(Collected data)

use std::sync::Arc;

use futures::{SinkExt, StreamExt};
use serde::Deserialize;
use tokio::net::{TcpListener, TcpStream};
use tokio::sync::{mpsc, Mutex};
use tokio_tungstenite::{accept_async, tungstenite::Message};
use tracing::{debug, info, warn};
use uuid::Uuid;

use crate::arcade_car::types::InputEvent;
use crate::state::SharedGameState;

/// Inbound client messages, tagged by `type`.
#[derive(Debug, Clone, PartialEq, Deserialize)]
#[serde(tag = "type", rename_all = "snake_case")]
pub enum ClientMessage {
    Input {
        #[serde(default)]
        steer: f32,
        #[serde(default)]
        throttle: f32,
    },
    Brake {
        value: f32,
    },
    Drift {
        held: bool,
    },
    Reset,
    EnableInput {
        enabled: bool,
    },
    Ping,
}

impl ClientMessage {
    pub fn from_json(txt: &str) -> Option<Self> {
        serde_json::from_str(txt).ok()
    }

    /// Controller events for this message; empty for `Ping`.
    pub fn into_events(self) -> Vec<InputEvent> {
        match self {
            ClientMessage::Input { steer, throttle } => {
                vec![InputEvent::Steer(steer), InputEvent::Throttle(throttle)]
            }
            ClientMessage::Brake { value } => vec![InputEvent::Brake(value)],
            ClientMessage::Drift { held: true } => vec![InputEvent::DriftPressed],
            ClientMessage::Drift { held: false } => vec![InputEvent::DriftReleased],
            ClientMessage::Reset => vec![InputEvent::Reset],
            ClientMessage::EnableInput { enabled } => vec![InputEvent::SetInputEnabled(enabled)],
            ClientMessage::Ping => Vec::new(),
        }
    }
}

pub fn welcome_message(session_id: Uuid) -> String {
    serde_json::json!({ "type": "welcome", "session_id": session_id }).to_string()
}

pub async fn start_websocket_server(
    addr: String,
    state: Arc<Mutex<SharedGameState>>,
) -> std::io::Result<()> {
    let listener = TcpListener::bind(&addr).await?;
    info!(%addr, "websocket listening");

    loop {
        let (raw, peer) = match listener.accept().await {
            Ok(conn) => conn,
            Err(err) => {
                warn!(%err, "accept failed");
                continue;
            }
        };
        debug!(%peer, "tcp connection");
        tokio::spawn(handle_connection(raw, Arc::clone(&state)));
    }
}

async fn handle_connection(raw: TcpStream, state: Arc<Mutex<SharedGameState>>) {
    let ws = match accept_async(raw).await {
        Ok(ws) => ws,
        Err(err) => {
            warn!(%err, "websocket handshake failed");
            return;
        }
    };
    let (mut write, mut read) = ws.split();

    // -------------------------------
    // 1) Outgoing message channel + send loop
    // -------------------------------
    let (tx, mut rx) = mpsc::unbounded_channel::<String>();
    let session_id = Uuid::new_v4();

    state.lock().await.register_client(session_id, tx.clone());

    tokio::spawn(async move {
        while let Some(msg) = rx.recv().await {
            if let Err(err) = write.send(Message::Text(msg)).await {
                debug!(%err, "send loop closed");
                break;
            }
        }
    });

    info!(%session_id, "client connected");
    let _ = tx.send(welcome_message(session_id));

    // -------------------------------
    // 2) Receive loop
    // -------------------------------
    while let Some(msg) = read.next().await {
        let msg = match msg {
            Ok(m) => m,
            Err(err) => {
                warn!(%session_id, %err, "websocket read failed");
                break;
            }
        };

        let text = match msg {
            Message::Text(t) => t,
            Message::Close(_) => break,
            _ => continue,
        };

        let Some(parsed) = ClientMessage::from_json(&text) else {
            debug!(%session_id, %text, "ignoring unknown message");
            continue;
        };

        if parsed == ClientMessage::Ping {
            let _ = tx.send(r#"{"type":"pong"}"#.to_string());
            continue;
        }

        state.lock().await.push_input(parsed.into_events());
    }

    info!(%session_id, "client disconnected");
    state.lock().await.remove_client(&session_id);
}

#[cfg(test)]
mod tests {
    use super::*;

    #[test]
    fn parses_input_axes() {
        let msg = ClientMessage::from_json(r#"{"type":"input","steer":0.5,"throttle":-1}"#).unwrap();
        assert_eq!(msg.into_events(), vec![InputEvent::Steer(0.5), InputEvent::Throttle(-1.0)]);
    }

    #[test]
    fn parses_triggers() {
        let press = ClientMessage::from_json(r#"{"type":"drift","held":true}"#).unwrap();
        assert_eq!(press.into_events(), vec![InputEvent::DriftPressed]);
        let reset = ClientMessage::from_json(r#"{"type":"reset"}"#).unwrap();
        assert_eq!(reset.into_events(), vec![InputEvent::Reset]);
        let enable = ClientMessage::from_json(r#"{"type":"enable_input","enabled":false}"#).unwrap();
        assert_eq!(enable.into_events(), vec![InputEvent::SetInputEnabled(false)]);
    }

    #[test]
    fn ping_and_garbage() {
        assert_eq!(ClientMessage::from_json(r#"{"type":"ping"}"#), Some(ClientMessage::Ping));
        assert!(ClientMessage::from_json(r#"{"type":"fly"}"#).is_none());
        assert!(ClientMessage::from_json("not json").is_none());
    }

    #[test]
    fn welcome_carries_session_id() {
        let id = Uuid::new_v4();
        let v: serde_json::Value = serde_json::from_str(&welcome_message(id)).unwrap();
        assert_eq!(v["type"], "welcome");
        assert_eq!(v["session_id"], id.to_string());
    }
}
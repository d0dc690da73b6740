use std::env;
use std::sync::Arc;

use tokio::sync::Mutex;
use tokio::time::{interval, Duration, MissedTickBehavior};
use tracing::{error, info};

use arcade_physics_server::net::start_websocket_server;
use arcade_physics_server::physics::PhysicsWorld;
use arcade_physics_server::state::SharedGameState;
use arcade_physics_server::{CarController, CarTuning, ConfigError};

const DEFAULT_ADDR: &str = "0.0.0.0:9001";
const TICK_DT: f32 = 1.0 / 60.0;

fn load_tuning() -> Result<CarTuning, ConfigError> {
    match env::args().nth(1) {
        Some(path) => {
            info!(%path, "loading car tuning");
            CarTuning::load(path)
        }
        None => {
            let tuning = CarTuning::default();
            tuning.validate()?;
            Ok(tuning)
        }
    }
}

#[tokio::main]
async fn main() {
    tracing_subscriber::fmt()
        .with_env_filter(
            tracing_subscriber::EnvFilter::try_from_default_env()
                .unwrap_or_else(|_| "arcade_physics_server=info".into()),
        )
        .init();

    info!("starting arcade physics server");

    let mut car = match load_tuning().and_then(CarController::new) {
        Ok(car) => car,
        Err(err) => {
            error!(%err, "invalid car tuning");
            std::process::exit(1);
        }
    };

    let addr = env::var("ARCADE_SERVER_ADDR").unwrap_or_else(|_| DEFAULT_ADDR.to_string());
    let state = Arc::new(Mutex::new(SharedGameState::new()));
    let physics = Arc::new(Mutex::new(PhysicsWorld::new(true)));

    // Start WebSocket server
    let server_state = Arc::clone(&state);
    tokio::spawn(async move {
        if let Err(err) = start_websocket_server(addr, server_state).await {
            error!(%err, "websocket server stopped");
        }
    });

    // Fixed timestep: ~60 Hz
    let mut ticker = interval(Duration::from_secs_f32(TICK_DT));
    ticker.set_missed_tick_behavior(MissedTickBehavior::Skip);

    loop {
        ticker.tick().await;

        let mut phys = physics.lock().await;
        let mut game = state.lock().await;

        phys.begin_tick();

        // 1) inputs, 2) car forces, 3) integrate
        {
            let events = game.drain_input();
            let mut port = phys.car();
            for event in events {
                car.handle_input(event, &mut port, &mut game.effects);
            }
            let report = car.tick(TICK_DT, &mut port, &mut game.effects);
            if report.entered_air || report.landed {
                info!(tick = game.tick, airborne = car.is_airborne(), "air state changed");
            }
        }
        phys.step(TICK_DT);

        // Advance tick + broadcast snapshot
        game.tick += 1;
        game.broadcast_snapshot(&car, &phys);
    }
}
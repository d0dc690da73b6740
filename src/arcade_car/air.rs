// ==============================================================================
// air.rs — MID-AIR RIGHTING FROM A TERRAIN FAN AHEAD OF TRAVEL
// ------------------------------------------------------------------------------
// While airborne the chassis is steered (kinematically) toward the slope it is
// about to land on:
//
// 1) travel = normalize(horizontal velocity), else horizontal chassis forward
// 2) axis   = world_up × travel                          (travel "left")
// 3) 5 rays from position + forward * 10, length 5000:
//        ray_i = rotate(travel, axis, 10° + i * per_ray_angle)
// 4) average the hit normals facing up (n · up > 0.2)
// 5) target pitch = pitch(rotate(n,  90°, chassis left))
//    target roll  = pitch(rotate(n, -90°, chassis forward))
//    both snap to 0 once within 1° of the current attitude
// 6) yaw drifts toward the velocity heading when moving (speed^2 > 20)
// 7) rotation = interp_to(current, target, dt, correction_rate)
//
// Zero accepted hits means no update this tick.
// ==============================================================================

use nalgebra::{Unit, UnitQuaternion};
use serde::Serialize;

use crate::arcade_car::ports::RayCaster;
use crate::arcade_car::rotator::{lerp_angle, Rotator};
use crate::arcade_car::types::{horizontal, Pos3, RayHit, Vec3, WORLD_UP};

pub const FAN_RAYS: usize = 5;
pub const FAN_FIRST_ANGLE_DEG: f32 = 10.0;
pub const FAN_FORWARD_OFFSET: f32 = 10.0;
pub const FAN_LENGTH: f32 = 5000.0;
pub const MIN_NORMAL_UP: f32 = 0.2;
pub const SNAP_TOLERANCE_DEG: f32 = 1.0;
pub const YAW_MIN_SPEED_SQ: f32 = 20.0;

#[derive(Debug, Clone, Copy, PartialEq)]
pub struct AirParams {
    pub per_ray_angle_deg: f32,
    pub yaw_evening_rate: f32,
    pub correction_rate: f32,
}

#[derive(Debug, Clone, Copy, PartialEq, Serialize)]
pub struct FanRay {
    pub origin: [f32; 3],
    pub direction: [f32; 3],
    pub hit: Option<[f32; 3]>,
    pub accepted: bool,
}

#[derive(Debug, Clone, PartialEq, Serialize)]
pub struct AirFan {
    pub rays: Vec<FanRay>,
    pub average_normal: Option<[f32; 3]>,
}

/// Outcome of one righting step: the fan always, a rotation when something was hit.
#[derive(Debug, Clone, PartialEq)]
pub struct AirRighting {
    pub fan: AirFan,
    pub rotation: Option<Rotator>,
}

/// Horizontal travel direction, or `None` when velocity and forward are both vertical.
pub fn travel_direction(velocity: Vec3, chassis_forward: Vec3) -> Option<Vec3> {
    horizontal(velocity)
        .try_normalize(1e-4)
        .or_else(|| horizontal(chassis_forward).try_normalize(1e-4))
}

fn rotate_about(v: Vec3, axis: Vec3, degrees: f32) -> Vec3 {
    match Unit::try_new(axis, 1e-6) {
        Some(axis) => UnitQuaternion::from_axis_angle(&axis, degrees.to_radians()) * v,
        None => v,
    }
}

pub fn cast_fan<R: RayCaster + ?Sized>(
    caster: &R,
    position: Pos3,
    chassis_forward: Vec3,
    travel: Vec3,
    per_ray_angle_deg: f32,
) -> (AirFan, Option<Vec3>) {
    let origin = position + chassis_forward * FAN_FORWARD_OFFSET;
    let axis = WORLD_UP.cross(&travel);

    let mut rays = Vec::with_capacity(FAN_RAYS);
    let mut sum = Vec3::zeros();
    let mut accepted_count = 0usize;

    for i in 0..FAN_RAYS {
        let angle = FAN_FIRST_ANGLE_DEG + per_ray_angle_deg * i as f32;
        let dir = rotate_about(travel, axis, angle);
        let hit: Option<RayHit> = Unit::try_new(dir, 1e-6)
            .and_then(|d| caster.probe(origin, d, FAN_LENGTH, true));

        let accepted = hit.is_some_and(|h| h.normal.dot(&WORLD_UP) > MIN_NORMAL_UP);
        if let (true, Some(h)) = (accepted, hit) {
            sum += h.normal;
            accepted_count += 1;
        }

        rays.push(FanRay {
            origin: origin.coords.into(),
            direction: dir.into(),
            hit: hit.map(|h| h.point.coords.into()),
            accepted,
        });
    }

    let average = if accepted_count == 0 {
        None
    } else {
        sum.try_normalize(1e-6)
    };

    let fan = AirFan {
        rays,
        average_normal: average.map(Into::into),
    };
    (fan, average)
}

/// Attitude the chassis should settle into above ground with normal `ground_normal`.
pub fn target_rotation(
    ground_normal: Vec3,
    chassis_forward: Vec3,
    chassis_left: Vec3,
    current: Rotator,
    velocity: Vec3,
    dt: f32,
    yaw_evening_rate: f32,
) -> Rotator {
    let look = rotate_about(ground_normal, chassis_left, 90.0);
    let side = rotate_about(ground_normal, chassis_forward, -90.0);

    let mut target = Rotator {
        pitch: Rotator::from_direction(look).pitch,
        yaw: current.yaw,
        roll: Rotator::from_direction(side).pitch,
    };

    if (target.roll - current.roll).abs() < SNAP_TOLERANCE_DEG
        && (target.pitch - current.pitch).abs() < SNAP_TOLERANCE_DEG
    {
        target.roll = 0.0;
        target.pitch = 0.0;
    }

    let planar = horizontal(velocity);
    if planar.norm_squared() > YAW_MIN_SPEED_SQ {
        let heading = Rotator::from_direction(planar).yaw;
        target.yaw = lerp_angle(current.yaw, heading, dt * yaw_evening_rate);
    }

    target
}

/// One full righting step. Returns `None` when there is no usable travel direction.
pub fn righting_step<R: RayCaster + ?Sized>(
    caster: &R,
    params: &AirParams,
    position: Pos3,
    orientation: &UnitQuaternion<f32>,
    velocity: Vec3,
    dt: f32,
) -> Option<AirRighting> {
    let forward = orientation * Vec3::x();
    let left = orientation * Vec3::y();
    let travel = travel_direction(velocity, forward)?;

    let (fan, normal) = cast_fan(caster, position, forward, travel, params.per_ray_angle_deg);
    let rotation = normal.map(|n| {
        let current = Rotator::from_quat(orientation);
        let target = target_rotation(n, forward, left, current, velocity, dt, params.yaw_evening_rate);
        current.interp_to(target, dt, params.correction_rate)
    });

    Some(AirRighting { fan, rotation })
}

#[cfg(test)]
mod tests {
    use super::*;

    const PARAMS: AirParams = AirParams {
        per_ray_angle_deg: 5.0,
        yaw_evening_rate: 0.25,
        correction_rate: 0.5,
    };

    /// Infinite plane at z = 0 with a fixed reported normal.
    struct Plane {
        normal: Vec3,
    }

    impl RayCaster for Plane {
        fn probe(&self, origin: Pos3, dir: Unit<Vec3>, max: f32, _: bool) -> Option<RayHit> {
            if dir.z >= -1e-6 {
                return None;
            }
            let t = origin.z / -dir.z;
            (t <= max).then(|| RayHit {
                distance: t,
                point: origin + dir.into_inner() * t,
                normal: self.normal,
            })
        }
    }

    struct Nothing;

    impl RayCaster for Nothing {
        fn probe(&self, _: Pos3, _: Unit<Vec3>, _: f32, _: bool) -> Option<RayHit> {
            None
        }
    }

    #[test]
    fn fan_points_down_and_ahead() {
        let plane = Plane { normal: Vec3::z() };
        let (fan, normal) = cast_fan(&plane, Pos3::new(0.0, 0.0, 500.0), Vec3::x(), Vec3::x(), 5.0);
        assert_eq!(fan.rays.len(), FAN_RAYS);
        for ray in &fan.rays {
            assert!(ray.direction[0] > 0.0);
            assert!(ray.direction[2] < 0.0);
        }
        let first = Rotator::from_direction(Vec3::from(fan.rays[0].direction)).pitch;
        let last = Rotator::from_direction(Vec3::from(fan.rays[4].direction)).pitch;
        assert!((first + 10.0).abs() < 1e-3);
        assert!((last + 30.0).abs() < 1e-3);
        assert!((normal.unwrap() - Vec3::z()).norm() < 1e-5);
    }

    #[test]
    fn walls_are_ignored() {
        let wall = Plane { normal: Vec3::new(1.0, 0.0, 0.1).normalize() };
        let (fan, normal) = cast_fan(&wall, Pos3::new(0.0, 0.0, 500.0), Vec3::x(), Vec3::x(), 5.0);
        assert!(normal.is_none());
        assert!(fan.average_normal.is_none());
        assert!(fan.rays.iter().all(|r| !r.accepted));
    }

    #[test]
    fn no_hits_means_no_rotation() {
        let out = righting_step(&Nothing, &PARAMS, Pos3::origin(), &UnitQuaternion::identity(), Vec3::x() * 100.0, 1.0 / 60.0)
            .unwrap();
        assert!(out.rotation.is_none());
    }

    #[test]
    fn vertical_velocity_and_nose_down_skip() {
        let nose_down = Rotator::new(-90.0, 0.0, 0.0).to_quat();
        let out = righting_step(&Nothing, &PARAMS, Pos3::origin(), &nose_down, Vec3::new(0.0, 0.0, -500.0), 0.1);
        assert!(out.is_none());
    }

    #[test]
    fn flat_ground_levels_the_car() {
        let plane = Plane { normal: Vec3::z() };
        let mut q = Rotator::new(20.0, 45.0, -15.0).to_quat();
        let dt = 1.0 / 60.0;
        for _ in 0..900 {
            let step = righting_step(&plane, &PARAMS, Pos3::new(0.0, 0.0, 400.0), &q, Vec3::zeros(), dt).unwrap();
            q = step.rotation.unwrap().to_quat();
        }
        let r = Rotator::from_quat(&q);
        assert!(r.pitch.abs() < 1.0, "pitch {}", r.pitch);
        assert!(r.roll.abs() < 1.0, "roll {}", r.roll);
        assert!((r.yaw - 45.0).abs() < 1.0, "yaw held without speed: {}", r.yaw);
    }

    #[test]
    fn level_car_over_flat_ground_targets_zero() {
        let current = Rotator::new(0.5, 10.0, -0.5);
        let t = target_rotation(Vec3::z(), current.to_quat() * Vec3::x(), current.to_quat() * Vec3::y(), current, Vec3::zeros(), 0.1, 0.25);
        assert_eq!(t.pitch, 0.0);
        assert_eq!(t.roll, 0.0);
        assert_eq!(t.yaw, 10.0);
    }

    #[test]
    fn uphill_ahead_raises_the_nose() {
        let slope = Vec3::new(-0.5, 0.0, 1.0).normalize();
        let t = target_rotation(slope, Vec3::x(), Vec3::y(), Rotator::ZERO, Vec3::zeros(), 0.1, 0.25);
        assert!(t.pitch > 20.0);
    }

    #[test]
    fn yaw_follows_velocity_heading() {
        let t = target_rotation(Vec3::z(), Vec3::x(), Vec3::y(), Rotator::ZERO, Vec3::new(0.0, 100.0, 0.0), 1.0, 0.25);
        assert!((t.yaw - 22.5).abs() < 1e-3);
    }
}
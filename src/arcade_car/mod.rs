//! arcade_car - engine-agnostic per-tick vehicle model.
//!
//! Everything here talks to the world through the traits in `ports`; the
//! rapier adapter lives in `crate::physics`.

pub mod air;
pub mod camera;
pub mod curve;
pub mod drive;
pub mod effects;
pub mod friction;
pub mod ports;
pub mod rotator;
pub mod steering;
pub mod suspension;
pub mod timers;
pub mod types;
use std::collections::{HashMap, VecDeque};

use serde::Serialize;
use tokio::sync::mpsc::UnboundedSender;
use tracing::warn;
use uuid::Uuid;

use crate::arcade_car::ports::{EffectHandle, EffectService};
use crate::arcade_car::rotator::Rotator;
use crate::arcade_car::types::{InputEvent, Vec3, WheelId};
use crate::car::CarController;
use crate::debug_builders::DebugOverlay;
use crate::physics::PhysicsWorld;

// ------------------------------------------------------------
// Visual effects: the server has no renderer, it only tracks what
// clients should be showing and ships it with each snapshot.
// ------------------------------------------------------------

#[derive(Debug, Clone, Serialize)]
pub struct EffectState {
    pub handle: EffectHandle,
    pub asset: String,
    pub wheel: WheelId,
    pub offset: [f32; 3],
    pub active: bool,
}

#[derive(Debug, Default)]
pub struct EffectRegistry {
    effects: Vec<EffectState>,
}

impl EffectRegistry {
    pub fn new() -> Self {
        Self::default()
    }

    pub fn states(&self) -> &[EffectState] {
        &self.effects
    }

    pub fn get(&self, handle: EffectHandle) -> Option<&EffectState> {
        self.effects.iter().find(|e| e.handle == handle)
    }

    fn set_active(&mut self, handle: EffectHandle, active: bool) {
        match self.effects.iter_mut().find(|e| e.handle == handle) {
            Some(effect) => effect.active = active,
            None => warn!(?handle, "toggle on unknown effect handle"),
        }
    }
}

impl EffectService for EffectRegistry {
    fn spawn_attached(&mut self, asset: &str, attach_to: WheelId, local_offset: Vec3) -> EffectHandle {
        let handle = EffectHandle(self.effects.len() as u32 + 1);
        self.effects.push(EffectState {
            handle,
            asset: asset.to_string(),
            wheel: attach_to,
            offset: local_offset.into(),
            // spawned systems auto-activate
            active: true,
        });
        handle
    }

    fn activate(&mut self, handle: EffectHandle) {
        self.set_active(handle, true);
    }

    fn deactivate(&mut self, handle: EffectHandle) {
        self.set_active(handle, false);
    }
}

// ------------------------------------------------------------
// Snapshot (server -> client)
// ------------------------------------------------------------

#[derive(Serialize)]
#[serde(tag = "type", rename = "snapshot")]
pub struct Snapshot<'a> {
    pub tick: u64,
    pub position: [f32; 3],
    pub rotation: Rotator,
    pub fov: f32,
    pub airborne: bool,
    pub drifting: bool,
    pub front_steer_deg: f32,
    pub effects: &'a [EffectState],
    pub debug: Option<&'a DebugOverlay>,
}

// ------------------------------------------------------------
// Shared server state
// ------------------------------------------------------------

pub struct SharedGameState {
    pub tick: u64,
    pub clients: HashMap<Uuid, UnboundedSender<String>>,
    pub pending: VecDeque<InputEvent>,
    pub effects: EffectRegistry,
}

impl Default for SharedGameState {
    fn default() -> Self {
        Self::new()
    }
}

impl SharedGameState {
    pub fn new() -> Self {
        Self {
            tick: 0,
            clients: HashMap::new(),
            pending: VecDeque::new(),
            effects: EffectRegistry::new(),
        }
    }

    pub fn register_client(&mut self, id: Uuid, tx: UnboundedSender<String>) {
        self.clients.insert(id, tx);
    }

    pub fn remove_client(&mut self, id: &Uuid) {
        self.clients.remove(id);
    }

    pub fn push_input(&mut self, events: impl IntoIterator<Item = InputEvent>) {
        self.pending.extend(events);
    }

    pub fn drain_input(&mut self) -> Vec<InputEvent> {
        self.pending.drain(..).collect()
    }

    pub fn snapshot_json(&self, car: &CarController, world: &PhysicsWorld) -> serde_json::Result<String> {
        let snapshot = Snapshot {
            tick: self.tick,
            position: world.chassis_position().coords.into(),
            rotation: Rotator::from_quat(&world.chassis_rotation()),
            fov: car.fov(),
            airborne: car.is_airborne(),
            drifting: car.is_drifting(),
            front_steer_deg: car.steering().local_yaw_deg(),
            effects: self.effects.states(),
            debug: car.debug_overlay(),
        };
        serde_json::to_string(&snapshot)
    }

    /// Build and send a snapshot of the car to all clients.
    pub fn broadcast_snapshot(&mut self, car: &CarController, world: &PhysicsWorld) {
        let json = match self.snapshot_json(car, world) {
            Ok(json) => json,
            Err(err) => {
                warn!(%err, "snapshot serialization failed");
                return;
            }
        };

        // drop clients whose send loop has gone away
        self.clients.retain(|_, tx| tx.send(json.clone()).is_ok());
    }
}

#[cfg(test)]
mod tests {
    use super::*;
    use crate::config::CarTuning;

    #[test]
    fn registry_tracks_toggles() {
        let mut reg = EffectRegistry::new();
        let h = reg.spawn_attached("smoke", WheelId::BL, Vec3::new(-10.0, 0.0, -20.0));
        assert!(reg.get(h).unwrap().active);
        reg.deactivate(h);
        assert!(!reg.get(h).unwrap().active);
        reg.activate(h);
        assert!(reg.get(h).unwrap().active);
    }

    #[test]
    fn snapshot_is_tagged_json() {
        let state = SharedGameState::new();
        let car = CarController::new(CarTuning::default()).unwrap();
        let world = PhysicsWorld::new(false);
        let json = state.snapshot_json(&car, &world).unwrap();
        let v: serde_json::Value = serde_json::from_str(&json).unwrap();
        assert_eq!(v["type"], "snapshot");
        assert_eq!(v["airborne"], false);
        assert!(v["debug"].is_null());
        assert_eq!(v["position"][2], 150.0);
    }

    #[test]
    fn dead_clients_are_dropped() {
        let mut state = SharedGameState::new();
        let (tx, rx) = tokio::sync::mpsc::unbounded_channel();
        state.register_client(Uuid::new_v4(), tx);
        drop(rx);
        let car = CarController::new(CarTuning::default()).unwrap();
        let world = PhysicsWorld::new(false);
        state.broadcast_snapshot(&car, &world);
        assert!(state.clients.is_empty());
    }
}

Instructions for the task
All that should be written out is the stretch of lines above between the one holding "let left = orientation * Vec3::y();" and the one holding "let rotation = normal.map(|n|", inclusive, exactly as given.

Result of the exercise
    let left = orientation * Vec3::y();
    let travel = travel_direction(velocity, forward)?;

    let (fan, normal) = cast_fan(caster, position, forward, travel, params.per_ray_angle_deg);
    let rotation = normal.map(|n| {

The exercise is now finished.